**Your assignment:** Only what runs from the line with "and power-mode pins." to the final line of the records below should be given again, word for word.

**Collected data:**
================================

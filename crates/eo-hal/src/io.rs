//! ---
//! ems_section: "05-networking-external-interfaces"
//! ems_subsection: "module"
//! ems_type: "source"
//! ems_scope: "code"
//! ems_description: "Bus, pin and serial seams used by the drivers."
//! ems_version: "v0.0.0-prealpha"
//! ems_owner: "tbd"
//! ---
use crate::error::Result;

/// Full-duplex register bus (SPI style): every byte written clocks one byte back.
pub trait RegisterBus: Send {
    /// Exchange `frame` and return the bytes clocked in, same length as `frame`.
    fn transfer(&mut self, frame: &[u8]) -> Result<Vec<u8>>;
}

/// Digital output used for reset and power-mode pins.
pub trait OutputLine: Send {
    fn set_high(&mut self) -> Result<()>;
    fn set_low(&mut self) -> Result<()>;
}

/// Byte stream to the charger board over a plain UART.
pub trait SerialLink: Send {
    fn write_all(&mut self, bytes: &[u8]) -> Result<()>;
    /// Number of bytes waiting in the input buffer.
    fn bytes_to_read(&mut self) -> Result<usize>;
    fn read(&mut self, buf: &mut [u8]) -> Result<usize>;
    /// Discard anything pending in both directions.
    fn clear_buffers(&mut self) -> Result<()>;
}

impl<T: RegisterBus + ?Sized> RegisterBus for Box<T> {
    fn transfer(&mut self, frame: &[u8]) -> Result<Vec<u8>> {
        (**self).transfer(frame)
    }
}

impl<T: OutputLine + ?Sized> OutputLine for Box<T> {
    fn set_high(&mut self) -> Result<()> {
        (**self).set_high()
    }

    fn set_low(&mut self) -> Result<()> {
        (**self).set_low()
    }
}

impl<T: SerialLink + ?Sized> SerialLink for Box<T> {
    fn write_all(&mut self, bytes: &[u8]) -> Result<()> {
        (**self).write_all(bytes)
    }

    fn bytes_to_read(&mut self) -> Result<usize> {
        (**self).bytes_to_read()
    }

    fn read(&mut self, buf: &mut [u8]) -> Result<usize> {
        (**self).read(buf)
    }

    fn clear_buffers(&mut self) -> Result<()> {
        (**self).clear_buffers()
    }
}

================================

**The completed task:**
/// Digital output used for reset and power-mode pins.
pub trait OutputLine: Send {
    fn set_high(&mut self) -> Result<()>;
    fn set_low(&mut self) -> Result<()>;
}

/// Byte stream to the charger board over a plain UART.
pub trait SerialLink: Send {
    fn write_all(&mut self, bytes: &[u8]) -> Result<()>;
    /// Number of bytes waiting in the input buffer.
    fn bytes_to_read(&mut self) -> Result<usize>;
    fn read(&mut self, buf: &mut [u8]) -> Result<usize>;
    /// Discard anything pending in both directions.
    fn clear_buffers(&mut self) -> Result<()>;
}

impl<T: RegisterBus + ?Sized> RegisterBus for Box<T> {
    fn transfer(&mut self, frame: &[u8]) -> Result<Vec<u8>> {
        (**self).transfer(frame)
    }
}

impl<T: OutputLine + ?Sized> OutputLine for Box<T> {
    fn set_high(&mut self) -> Result<()> {
        (**self).set_high()
    }

    fn set_low(&mut self) -> Result<()> {
        (**self).set_low()
    }
}

impl<T: SerialLink + ?Sized> SerialLink for Box<T> {
    fn write_all(&mut self, bytes: &[u8]) -> Result<()> {
        (**self).write_all(bytes)
    }

    fn bytes_to_read(&mut self) -> Result<usize> {
        (**self).bytes_to_read()
    }

    fn read(&mut self, buf: &mut [u8]) -> Result<usize> {
        (**self).read(buf)
    }

    fn clear_buffers(&mut self) -> Result<()> {
        (**self).clear_buffers()
    }
}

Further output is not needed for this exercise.